* [AIM OF THE TASK]: Go through the material and copy every line in which "packages" appears.

* [SUPPLIED RECORDS]:
//! Accessory mode handshake
//!
//! Each function here is one AOA control transfer (or, for
//! [`send_identification`], one per configured string).

use crate::device::{AoaDevice, UsbDevice};
use crate::error::Result;
use protocol::{
    AccessoryIdentity, AccessoryString, ControlSetup, PROTOCOL_VERSION_LEN,
    decode_protocol_version, encode_string,
};
use tracing::{debug, info};

/// Query the highest AOA protocol version the device supports
///
/// 0 means the device is not accessory capable.
pub async fn get_protocol_version<D: UsbDevice>(device: &AoaDevice<D>) -> Result<u16> {
    let data = device
        .control_in(ControlSetup::get_protocol(), PROTOCOL_VERSION_LEN)
        .await?;
    let version = decode_protocol_version(&data)?;
    debug!("Device reports AOA protocol version {}", version);
    Ok(version)
}

/// Whether the device answers GetProtocol with a non-zero version
///
/// A rejected transfer counts as "not capable".
pub async fn is_accessory_capable<D: UsbDevice>(device: &AoaDevice<D>) -> bool {
    matches!(get_protocol_version(device).await, Ok(version) if version > 0)
}

/// Send one identification string
pub async fn send_string<D: UsbDevice>(
    device: &AoaDevice<D>,
    kind: AccessoryString,
    value: &str,
) -> Result<()> {
    let payload = encode_string(value)?;
    device
        .control_out(ControlSetup::send_string(kind.index()), &payload)
        .await
}

/// Send every configured identification string in index order
pub async fn send_identification<D: UsbDevice>(
    device: &AoaDevice<D>,
    identity: &AccessoryIdentity,
) -> Result<()> {
    for (kind, value) in identity.strings() {
        debug!("Sending accessory string {:?} = {:?}", kind, value);
        send_string(device, kind, value).await?;
    }
    Ok(())
}

/// Switch the device into accessory mode
///
/// The device re-enumerates with an accessory product id; the caller must
/// find it again (see [`protocol::AOA_DEFAULT_DEVICE_FILTERS`]). This handle
/// is stale afterwards.
pub async fn start_accessory<D: UsbDevice>(device: &AoaDevice<D>) -> Result<()> {
    device
        .control_out(ControlSetup::start_accessory(), &[])
        .await?;
    device.mark_reenumerated();
    info!("Device switching to accessory mode");
    Ok(())
}

/// Set the audio mode
///
/// Must precede StartAccessory for the device to expose its audio interface.
pub async fn set_audio_mode<D: UsbDevice>(device: &AoaDevice<D>, mode: u16) -> Result<()> {
    device
        .control_out(ControlSetup::set_audio_mode(mode), &[])
        .await?;
    info!("Audio mode set to {}", mode);
    Ok(())
}

#[cfg(test)]
mod tests {
    use super::*;
    use crate::error::AccessoryError;
    use crate::test_utils::{MockCall, MockDevice};
    use protocol::{AoaRequest, AudioMode, UsbError};

    #[tokio::test]
    async fn test_get_protocol_version() {
        let device = AoaDevice::new(MockDevice::new().with_control_in(vec![0x02, 0x00]));
        assert_eq!(get_protocol_version(&device).await.unwrap(), 2);

        assert_eq!(
            device.inner().calls(),
            vec![MockCall::ControlIn {
                setup: ControlSetup::get_protocol(),
                length: 2,
            }]
        );
    }

    #[tokio::test]
    async fn test_short_version_response() {
        let device = AoaDevice::new(MockDevice::new().with_control_in(vec![0x02]));
        assert!(matches!(
            get_protocol_version(&device).await,
            Err(AccessoryError::Protocol(_))
        ));
    }

    #[tokio::test]
    async fn test_capability_check() {
        let device = AoaDevice::new(MockDevice::new().with_control_in(vec![0x00, 0x00]));
        assert!(!is_accessory_capable(&device).await);

        let device = AoaDevice::new(
            MockDevice::new().fail_request(AoaRequest::GetProtocol, UsbError::Pipe),
        );
        assert!(!is_accessory_capable(&device).await);

        let device = AoaDevice::new(MockDevice::new().with_control_in(vec![0x01, 0x00]));
        assert!(is_accessory_capable(&device).await);
    }

    #[tokio::test]
    async fn test_start_accessory_marks_handle_stale() {
        let device = AoaDevice::new(MockDevice::new());
        start_accessory(&device).await.unwrap();
        assert!(device.is_reenumerated());

        let result = set_audio_mode(&device, AudioMode::Source.into()).await;
        assert!(matches!(result, Err(AccessoryError::DeviceReenumerated)));
        assert_eq!(device.inner().control_requests(), vec![AoaRequest::StartAccessory]);
    }

    #[tokio::test]
    async fn test_failed_start_keeps_handle() {
        let device = AoaDevice::new(
            MockDevice::new().fail_request(AoaRequest::StartAccessory, UsbError::Pipe),
        );
        assert!(start_accessory(&device).await.is_err());
        assert!(!device.is_reenumerated());
    }

    #[tokio::test]
    async fn test_set_audio_mode() {
        let device = AoaDevice::new(MockDevice::new());
        set_audio_mode(&device, 1).await.unwrap();
        assert_eq!(
            device.inner().calls(),
            vec![MockCall::ControlOut {
                setup: ControlSetup::set_audio_mode(1),
                data: Vec::new(),
            }]
        );
    }

    #[tokio::test]
    async fn test_send_identification() {
        let device = AoaDevice::new(MockDevice::new());
        let identity = AccessoryIdentity {
            manufacturer: Some("Acme".to_string()),
            version: Some("1.0".to_string()),
            ..Default::default()
        };
        send_identification(&device, &identity).await.unwrap();

        assert_eq!(
            device.inner().calls(),
            vec![
                MockCall::ControlOut {
                    setup: ControlSetup::send_string(0),
                    data: b"Acme\0".to_vec(),
                },
                MockCall::ControlOut {
                    setup: ControlSetup::send_string(3),
                    data: b"1.0\0".to_vec(),
                },
            ]
        );
    }
}
pub mod audit;
pub mod config;
pub mod env;
pub mod init;
pub mod install;
pub mod packages;
pub mod verify;

use crate::output::print_report;
use crate::prompt::TerminalPrompt;
use anyhow::Context;
use pkgward_core::config::Config;
use pkgward_core::pipeline::{Pipeline, Report};
use pkgward_core::PkgError;
use std::collections::BTreeMap;
use std::path::Path;
use std::sync::Arc;

pub const EXIT_OK: i32 = 0;
pub const EXIT_INVALID: i32 = 8;
pub const EXIT_ERROR: i32 = 10;

/// A command refused its input without producing a report.
#[derive(Debug, thiserror::Error)]
#[error("{0}")]
pub struct UsageError(pub String);

/// Split trailing `key=value` words, accepting only `allowed` keys.
///
/// The error is a domain error so commands can audit the rejected request
/// like any other invalid input.
pub fn parse_kv(args: &[String], allowed: &[&str]) -> Result<BTreeMap<String, String>, PkgError> {
    let mut out = BTreeMap::new();
    for arg in args {
        let Some((key, value)) = arg.split_once('=') else {
            return Err(PkgError::InvalidArgument(format!("unexpected argument '{arg}'")));
        };
        if !allowed.contains(&key) {
            return Err(PkgError::InvalidArgument(format!(
                "unknown option '{key}' (expected one of: {})",
                allowed.join(", ")
            )));
        }
        out.insert(key.to_string(), value.to_string());
    }
    Ok(out)
}

/// Prefer the flag value, then the `key=value` form.
pub fn pick(flag: Option<String>, kv: &mut BTreeMap<String, String>, key: &str) -> Option<String> {
    let from_kv = kv.remove(key);
    flag.or(from_kv)
}

pub fn open_pipeline(root: &Path, json: bool) -> anyhow::Result<Pipeline> {
    let config = Config::load_or_default(root).context("failed to load config")?;
    let prompt = Arc::new(TerminalPrompt::new(json));
    Pipeline::from_config(root, config, prompt).context("failed to set up install pipeline")
}

pub fn requester() -> String {
    std::env::var("USER")
        .or_else(|_| std::env::var("USERNAME"))
        .unwrap_or_else(|_| "unknown".to_string())
}

/// Print the report and hand back its exit status.
pub fn finish(report: &Report, json: bool) -> anyhow::Result<i32> {
    print_report(report, json)?;
    Ok(report.exit_code())
}
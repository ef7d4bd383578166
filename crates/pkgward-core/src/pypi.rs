//! PyPI JSON API client.
//!
//! Metadata comes from `/pypi/<name>[/<version>]/json`; recent download
//! counts come from a pypistats-compatible `/api/packages/<name>/recent`
//! endpoint when one is configured. A stats failure leaves the count
//! unknown rather than failing the fetch.

use crate::error::{PkgError, Result};
use crate::metadata::{DistributionFile, PackageMetadata};
use crate::registry::Registry;
use crate::types::VersionSpec;
use chrono::{DateTime, Utc};
use reqwest::blocking::Client;
use reqwest::StatusCode;
use serde::Deserialize;
use std::collections::BTreeMap;
use std::time::Duration;

#[derive(Debug, Deserialize)]
struct ProjectResponse {
    info: ProjectInfo,
    #[serde(default)]
    urls: Vec<ReleaseFile>,
}

#[derive(Debug, Deserialize)]
struct ProjectInfo {
    name: String,
    version: String,
    #[serde(default)]
    author: Option<String>,
    #[serde(default)]
    license: Option<String>,
    #[serde(default)]
    license_expression: Option<String>,
    #[serde(default)]
    summary: Option<String>,
    #[serde(default)]
    requires_dist: Option<Vec<String>>,
    #[serde(default)]
    project_urls: Option<BTreeMap<String, String>>,
}

#[derive(Debug, Deserialize)]
struct ReleaseFile {
    #[serde(default)]
    filename: String,
    #[serde(default)]
    url: Option<String>,
    #[serde(default)]
    size: Option<u64>,
    #[serde(default)]
    packagetype: Option<String>,
    #[serde(default)]
    upload_time_iso_8601: Option<DateTime<Utc>>,
}

#[derive(Debug, Deserialize)]
struct RecentResponse {
    data: RecentData,
}

#[derive(Debug, Deserialize)]
struct RecentData {
    last_month: u64,
}

pub struct PypiRegistry {
    client: Client,
    base_url: String,
    stats_url: Option<String>,
}

impl PypiRegistry {
    pub fn new(base_url: &str, stats_url: Option<&str>, timeout: Duration) -> Result<Self> {
        let client = Client::builder()
            .timeout(timeout)
            .user_agent(concat!("pkgward/", env!("CARGO_PKG_VERSION")))
            .build()
            .map_err(|e| PkgError::RegistryUnavailable(format!("http client: {e}")))?;
        Ok(Self {
            client,
            base_url: base_url.trim_end_matches('/').to_string(),
            stats_url: stats_url.map(|s| s.trim_end_matches('/').to_string()),
        })
    }

    fn project_url(&self, name: &str, version: &VersionSpec) -> String {
        match version {
            VersionSpec::Latest => format!("{}/pypi/{name}/json", self.base_url),
            VersionSpec::Exact(v) => format!("{}/pypi/{name}/{v}/json", self.base_url),
        }
    }

    fn recent_downloads(&self, name: &str) -> Option<u64> {
        let base = self.stats_url.as_deref()?;
        let url = format!("{base}/api/packages/{}/recent", name.to_lowercase());
        let result = self
            .client
            .get(&url)
            .send()
            .and_then(|r| r.error_for_status())
            .and_then(|r| r.json::<RecentResponse>());
        match result {
            Ok(body) => Some(body.data.last_month),
            Err(e) => {
                tracing::debug!(package = %name, error = %e, "download stats unavailable");
                None
            }
        }
    }
}

impl Registry for PypiRegistry {
    fn fetch(&self, name: &str, version: &VersionSpec) -> Result<PackageMetadata> {
        let url = self.project_url(name, version);
        tracing::debug!(%url, "fetching package metadata");

        let resp = self
            .client
            .get(&url)
            .send()
            .map_err(|e| PkgError::RegistryUnavailable(format!("{url}: {e}")))?;

        match resp.status() {
            s if s.is_success() => {}
            StatusCode::NOT_FOUND => {
                let what = match version {
                    VersionSpec::Latest => name.to_string(),
                    VersionSpec::Exact(v) => format!("{name}=={v}"),
                };
                return Err(PkgError::PackageNotFound(what));
            }
            s => {
                return Err(PkgError::RegistryUnavailable(format!("{url}: HTTP {s}")));
            }
        }

        let body: ProjectResponse = resp
            .json()
            .map_err(|e| PkgError::RegistryUnavailable(format!("{url}: invalid response: {e}")))?;

        let published_at = body
            .urls
            .iter()
            .filter_map(|f| f.upload_time_iso_8601)
            .min();
        let files = body
            .urls
            .into_iter()
            .map(|f| DistributionFile {
                filename: f.filename,
                url: f.url,
                size: f.size,
                packagetype: f.packagetype,
            })
            .collect();
        let info = body.info;
        let license = info
            .license_expression
            .filter(|l| !l.trim().is_empty())
            .or(info.license);

        Ok(PackageMetadata {
            downloads: self.recent_downloads(&info.name),
            name: info.name,
            version: info.version,
            author: info.author.filter(|a| !a.trim().is_empty()),
            license,
            summary: info.summary,
            published_at,
            fetched_at: Utc::now(),
            dependencies: info
                .requires_dist
                .unwrap_or_default()
                .iter()
                .filter_map(|r| requirement_name(r))
                .collect(),
            files,
            // A null `project_urls` still means PyPI answered: no links at all.
            project_urls: Some(info.project_urls.unwrap_or_default()),
        })
    }
}

/// Extract the distribution name from a PEP 508 requirement string.
///
/// Requirements that only apply to an extra (`; extra == "test"`) are not
/// installed by default and yield `None`.
pub fn requirement_name(requirement: &str) -> Option<String> {
    let (spec, marker) = match requirement.split_once(';') {
        Some((s, m)) => (s, Some(m)),
        None => (requirement, None),
    };
    if marker.is_some_and(|m| m.contains("extra")) {
        return None;
    }
    let name: String = spec
        .trim()
        .chars()
        .take_while(|c| c.is_ascii_alphanumeric() || matches!(c, '.' | '_' | '-'))
        .collect();
    if name.is_empty() {
        None
    } else {
        Some(name)
    }
}

#[cfg(test)]
mod tests {
    use super::*;

    const PANDAS_JSON: &str = r#"{
        "info": {
            "name": "pandas",
            "version": "2.2.0",
            "author": "The Pandas Development Team",
            "license": "BSD 3-Clause License",
            "summary": "Powerful data structures for data analysis",
            "requires_dist": [
                "numpy>=1.22.4; python_version < \"3.11\"",
                "python-dateutil>=2.8.2",
                "pytest>=7.3.2; extra == \"test\""
            ],
            "project_urls": {
                "Homepage": "https://pandas.pydata.org",
                "Source Code": "https://github.com/pandas-dev/pandas"
            }
        },
        "urls": [
            {
                "filename": "pandas-2.2.0-cp312-cp312-manylinux_2_17_x86_64.whl",
                "url": "https://files.pythonhosted.org/packages/aa/pandas-2.2.0-cp312.whl",
                "size": 13012345,
                "packagetype": "bdist_wheel",
                "upload_time_iso_8601": "2024-01-20T13:33:03.467874Z"
            },
            {
                "filename": "pandas-2.2.0.tar.gz",
                "url": "https://files.pythonhosted.org/packages/bb/pandas-2.2.0.tar.gz",
                "size": 4400000,
                "packagetype": "sdist",
                "upload_time_iso_8601": "2024-01-19T20:15:11.123456Z"
            }
        ]
    }"#;

    #[test]
    fn requirement_names() {
        assert_eq!(requirement_name("numpy>=1.22"), Some("numpy".into()));
        assert_eq!(
            requirement_name("requests[socks] (>=2.0)"),
            Some("requests".into())
        );
        assert_eq!(requirement_name("pytest; extra == 'test'"), None);
        assert_eq!(
            requirement_name("tomli; python_version < \"3.11\""),
            Some("tomli".into())
        );
        assert_eq!(requirement_name("  "), None);
    }

    #[test]
    fn fetches_latest_with_downloads() {
        let mut server = mockito::Server::new();
        let meta_mock = server
            .mock("GET", "/pypi/pandas/json")
            .with_status(200)
            .with_header("content-type", "application/json")
            .with_body(PANDAS_JSON)
            .create();
        let stats_mock = server
            .mock("GET", "/api/packages/pandas/recent")
            .with_status(200)
            .with_body(r#"{"data":{"last_day":1,"last_week":2,"last_month":50000},"package":"pandas","type":"recent_downloads"}"#)
            .create();

        let reg = PypiRegistry::new(&server.url(), Some(&server.url()), Duration::from_secs(5))
            .unwrap();
        let meta = reg.fetch("pandas", &VersionSpec::Latest).unwrap();

        meta_mock.assert();
        stats_mock.assert();
        assert_eq!(meta.name, "pandas");
        assert_eq!(meta.version, "2.2.0");
        assert_eq!(meta.downloads, Some(50000));
        assert_eq!(meta.license.as_deref(), Some("BSD 3-Clause License"));
        assert_eq!(meta.dependencies, vec!["numpy", "python-dateutil"]);
        let published = meta.published_at.unwrap();
        assert_eq!(published.to_rfc3339().get(..10), Some("2024-01-19"));
        assert_eq!(meta.files.len(), 2);
        assert_eq!(meta.files[1].filename, "pandas-2.2.0.tar.gz");
        assert_eq!(meta.files[1].size, Some(4_400_000));
        assert_eq!(meta.files[0].packagetype.as_deref(), Some("bdist_wheel"));
        assert_eq!(
            meta.files[0].host().as_deref(),
            Some("files.pythonhosted.org")
        );
        assert_eq!(meta.source_url(), Some("https://github.com/pandas-dev/pandas"));
    }

    #[test]
    fn null_project_urls_count_as_no_links() {
        let mut server = mockito::Server::new();
        server
            .mock("GET", "/pypi/tiny/json")
            .with_status(200)
            .with_body(r#"{"info":{"name":"tiny","version":"0.1","project_urls":null},"urls":[]}"#)
            .create();
        let reg = PypiRegistry::new(&server.url(), None, Duration::from_secs(5)).unwrap();
        let meta = reg.fetch("tiny", &VersionSpec::Latest).unwrap();
        assert_eq!(meta.project_urls, Some(BTreeMap::new()));
        assert!(meta.files.is_empty());
    }

    #[test]
    fn exact_version_url() {
        let mut server = mockito::Server::new();
        let mock = server
            .mock("GET", "/pypi/pandas/2.2.0/json")
            .with_status(200)
            .with_body(PANDAS_JSON)
            .create();
        let reg = PypiRegistry::new(&server.url(), None, Duration::from_secs(5)).unwrap();
        let meta = reg
            .fetch("pandas", &VersionSpec::Exact("2.2.0".into()))
            .unwrap();
        mock.assert();
        assert_eq!(meta.downloads, None);
    }

    #[test]
    fn not_found_maps_to_package_not_found() {
        let mut server = mockito::Server::new();
        server
            .mock("GET", "/pypi/nope/json")
            .with_status(404)
            .create();
        let reg = PypiRegistry::new(&server.url(), None, Duration::from_secs(5)).unwrap();
        let err = reg.fetch("nope", &VersionSpec::Latest).unwrap_err();
        assert!(matches!(err, PkgError::PackageNotFound(_)));
    }

    #[test]
    fn server_error_maps_to_unavailable() {
        let mut server = mockito::Server::new();
        server
            .mock("GET", "/pypi/pandas/json")
            .with_status(503)
            .create();
        let reg = PypiRegistry::new(&server.url(), None, Duration::from_secs(5)).unwrap();
        let err = reg.fetch("pandas", &VersionSpec::Latest).unwrap_err();
        assert!(matches!(err, PkgError::RegistryUnavailable(_)));
    }

    #[test]
    fn stats_failure_leaves_downloads_unknown() {
        let mut server = mockito::Server::new();
        server
            .mock("GET", "/pypi/pandas/json")
            .with_status(200)
            .with_body(PANDAS_JSON)
            .create();
        server
            .mock("GET", "/api/packages/pandas/recent")
            .with_status(500)
            .create();
        let reg = PypiRegistry::new(&server.url(), Some(&server.url()), Duration::from_secs(5))
            .unwrap();
        let meta = reg.fetch("pandas", &VersionSpec::Latest).unwrap();
        assert_eq!(meta.downloads, None);
    }
}
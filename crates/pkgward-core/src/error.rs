use thiserror::Error;

#[derive(Debug, Error)]
pub enum PkgError {
    #[error("environment not found: {0}")]
    EnvironmentNotFound(String),

    #[error("environment already exists: {0}")]
    EnvironmentExists(String),

    #[error("package not found: {0}")]
    PackageNotFound(String),

    #[error("registry unavailable: {0}")]
    RegistryUnavailable(String),

    #[error("rejected by policy: {0}")]
    PolicyRejected(String),

    #[error("approval denied: {0}")]
    ApprovalDenied(String),

    #[error("install failed: {0}")]
    InstallFailed(String),

    #[error("environment '{0}' is locked by another request")]
    ConcurrencyConflict(String),

    #[error("invalid name '{0}': must start with a letter or digit and contain only letters, digits, '.', '_' or '-'")]
    InvalidName(String),

    #[error("invalid version '{0}'")]
    InvalidVersion(String),

    #[error("invalid argument: {0}")]
    InvalidArgument(String),

    #[error("backend error: {0}")]
    Backend(String),

    #[error(transparent)]
    Io(#[from] std::io::Error),

    #[error(transparent)]
    Yaml(#[from] serde_yaml::Error),

    #[error(transparent)]
    Json(#[from] serde_json::Error),
}

impl PkgError {
    /// Process exit status for this error. Every failure class has its own
    /// non-zero code so callers can branch without parsing messages.
    pub fn exit_code(&self) -> i32 {
        match self {
            PkgError::ApprovalDenied(_) => 1,
            PkgError::InstallFailed(_) | PkgError::Backend(_) => 2,
            PkgError::PolicyRejected(_) => 3,
            PkgError::EnvironmentNotFound(_) | PkgError::PackageNotFound(_) => 4,
            PkgError::RegistryUnavailable(_) => 5,
            PkgError::ConcurrencyConflict(_) => 6,
            PkgError::EnvironmentExists(_) => 7,
            PkgError::InvalidName(_)
            | PkgError::InvalidVersion(_)
            | PkgError::InvalidArgument(_) => 8,
            PkgError::Io(_) | PkgError::Yaml(_) | PkgError::Json(_) => 10,
        }
    }
}

pub type Result<T> = std::result::Result<T, PkgError>;
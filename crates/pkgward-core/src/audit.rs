//! Append-only audit trail.
//!
//! One JSON object per line in `.pkgward/audit.jsonl`. Records are only ever
//! appended; there is no API to rewrite or delete them.

use crate::approval::ApprovalDecision;
use crate::error::Result;
use crate::installer::InstallOutcome;
use crate::security::RiskVerdict;
use crate::types::InstallRequest;
use crate::{io, paths};
use chrono::{DateTime, Utc};
use serde::{Deserialize, Serialize};
use std::fmt;
use std::path::{Path, PathBuf};
use std::sync::Mutex;
use uuid::Uuid;

// ---------------------------------------------------------------------------
// Types
// ---------------------------------------------------------------------------

#[derive(Debug, Clone, Copy, PartialEq, Eq, Serialize, Deserialize)]
#[serde(rename_all = "snake_case")]
pub enum AuditAction {
    Install,
    Verify,
    CreateEnv,
    RemoveEnv,
    Uninstall,
}

impl AuditAction {
    pub fn as_str(&self) -> &'static str {
        match self {
            AuditAction::Install => "install",
            AuditAction::Verify => "verify",
            AuditAction::CreateEnv => "create_env",
            AuditAction::RemoveEnv => "remove_env",
            AuditAction::Uninstall => "uninstall",
        }
    }
}

impl fmt::Display for AuditAction {
    fn fmt(&self, f: &mut fmt::Formatter<'_>) -> fmt::Result {
        f.write_str(self.as_str())
    }
}

/// Final state of an audited operation.
#[derive(Debug, Clone, Copy, PartialEq, Eq, Serialize, Deserialize)]
#[serde(rename_all = "snake_case")]
pub enum AuditOutcome {
    Installed,
    AlreadyInstalled,
    Verified,
    Uninstalled,
    EnvCreated,
    EnvRemoved,
    Denied,
    PolicyRejected,
    InstallFailed,
    NotFound,
    AlreadyExists,
    RegistryUnavailable,
    Conflict,
    Invalid,
    Error,
}

impl AuditOutcome {
    pub fn as_str(&self) -> &'static str {
        match self {
            AuditOutcome::Installed => "installed",
            AuditOutcome::AlreadyInstalled => "already_installed",
            AuditOutcome::Verified => "verified",
            AuditOutcome::Uninstalled => "uninstalled",
            AuditOutcome::EnvCreated => "env_created",
            AuditOutcome::EnvRemoved => "env_removed",
            AuditOutcome::Denied => "denied",
            AuditOutcome::PolicyRejected => "policy_rejected",
            AuditOutcome::InstallFailed => "install_failed",
            AuditOutcome::NotFound => "not_found",
            AuditOutcome::AlreadyExists => "already_exists",
            AuditOutcome::RegistryUnavailable => "registry_unavailable",
            AuditOutcome::Conflict => "conflict",
            AuditOutcome::Invalid => "invalid",
            AuditOutcome::Error => "error",
        }
    }

    pub fn is_success(&self) -> bool {
        matches!(
            self,
            AuditOutcome::Installed
                | AuditOutcome::AlreadyInstalled
                | AuditOutcome::Verified
                | AuditOutcome::Uninstalled
                | AuditOutcome::EnvCreated
                | AuditOutcome::EnvRemoved
        )
    }
}

impl fmt::Display for AuditOutcome {
    fn fmt(&self, f: &mut fmt::Formatter<'_>) -> fmt::Result {
        f.write_str(self.as_str())
    }
}

#[derive(Debug, Clone, PartialEq, Serialize, Deserialize)]
pub struct AuditRecord {
    pub id: Uuid,
    pub at: DateTime<Utc>,
    pub action: AuditAction,
    #[serde(default, skip_serializing_if = "Option::is_none")]
    pub env: Option<String>,
    #[serde(default, skip_serializing_if = "Option::is_none")]
    pub request: Option<InstallRequest>,
    #[serde(default, skip_serializing_if = "Option::is_none")]
    pub verdict: Option<RiskVerdict>,
    #[serde(default, skip_serializing_if = "Option::is_none")]
    pub decision: Option<ApprovalDecision>,
    /// Installer result, including whether a failed install was rolled back.
    #[serde(default, skip_serializing_if = "Option::is_none")]
    pub install: Option<InstallOutcome>,
    pub outcome: AuditOutcome,
    #[serde(default, skip_serializing_if = "Option::is_none")]
    pub detail: Option<String>,
}

impl AuditRecord {
    pub fn new(action: AuditAction, outcome: AuditOutcome) -> Self {
        Self {
            id: Uuid::new_v4(),
            at: Utc::now(),
            action,
            env: None,
            request: None,
            verdict: None,
            decision: None,
            install: None,
            outcome,
            detail: None,
        }
    }

    pub fn env(mut self, env: impl Into<String>) -> Self {
        self.env = Some(env.into());
        self
    }

    pub fn request(mut self, request: &InstallRequest) -> Self {
        self.env = Some(request.env.clone());
        self.request = Some(request.clone());
        self
    }

    pub fn verdict(mut self, verdict: Option<&RiskVerdict>) -> Self {
        self.verdict = verdict.cloned();
        self
    }

    pub fn decision(mut self, decision: Option<&ApprovalDecision>) -> Self {
        self.decision = decision.cloned();
        self
    }

    pub fn install(mut self, install: Option<&InstallOutcome>) -> Self {
        self.install = install.cloned();
        self
    }

    pub fn detail(mut self, detail: impl Into<String>) -> Self {
        self.detail = Some(detail.into());
        self
    }
}

// ---------------------------------------------------------------------------
// AuditLog
// ---------------------------------------------------------------------------

pub struct AuditLog {
    path: PathBuf,
    append: Mutex<()>,
}

impl AuditLog {
    pub fn new(root: &Path) -> Self {
        Self::at(paths::audit_path(root))
    }

    pub fn at(path: impl Into<PathBuf>) -> Self {
        Self {
            path: path.into(),
            append: Mutex::new(()),
        }
    }

    pub fn path(&self) -> &Path {
        &self.path
    }

    pub fn append(&self, record: &AuditRecord) -> Result<()> {
        let line = serde_json::to_string(record)?;
        let _g = self.append.lock().unwrap_or_else(|p| p.into_inner());
        io::append_line(&self.path, &line)?;
        tracing::debug!(
            id = %record.id,
            action = %record.action,
            outcome = %record.outcome,
            "audit record appended"
        );
        Ok(())
    }

    /// All records, oldest first. Lines that fail to parse are skipped with
    /// a warning so one damaged line does not hide the rest of the trail.
    pub fn read(&self) -> Result<Vec<AuditRecord>> {
        if !self.path.exists() {
            return Ok(Vec::new());
        }
        let data = std::fs::read_to_string(&self.path)?;
        let mut records = Vec::new();
        for (i, line) in data.lines().enumerate() {
            if line.trim().is_empty() {
                continue;
            }
            match serde_json::from_str(line) {
                Ok(r) => records.push(r),
                Err(e) => tracing::warn!(line = i + 1, error = %e, "skipping unreadable audit line"),
            }
        }
        Ok(records)
    }

    /// The newest `limit` records, oldest first. `limit = 0` returns all.
    pub fn tail(&self, limit: usize) -> Result<Vec<AuditRecord>> {
        let mut records = self.read()?;
        if limit > 0 && records.len() > limit {
            records.drain(..records.len() - limit);
        }
        Ok(records)
    }
}

// ---------------------------------------------------------------------------
// Tests
// ---------------------------------------------------------------------------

* [ANSWER TO THIS EXERCISE]:
pub mod packages;
//! counts come from a pypistats-compatible `/api/packages/<name>/recent`
        let url = format!("{base}/api/packages/{}/recent", name.to_lowercase());
                "url": "https://files.pythonhosted.org/packages/aa/pandas-2.2.0-cp312.whl",
                "url": "https://files.pythonhosted.org/packages/bb/pandas-2.2.0.tar.gz",
            .mock("GET", "/api/packages/pandas/recent")
            .mock("GET", "/api/packages/pandas/recent")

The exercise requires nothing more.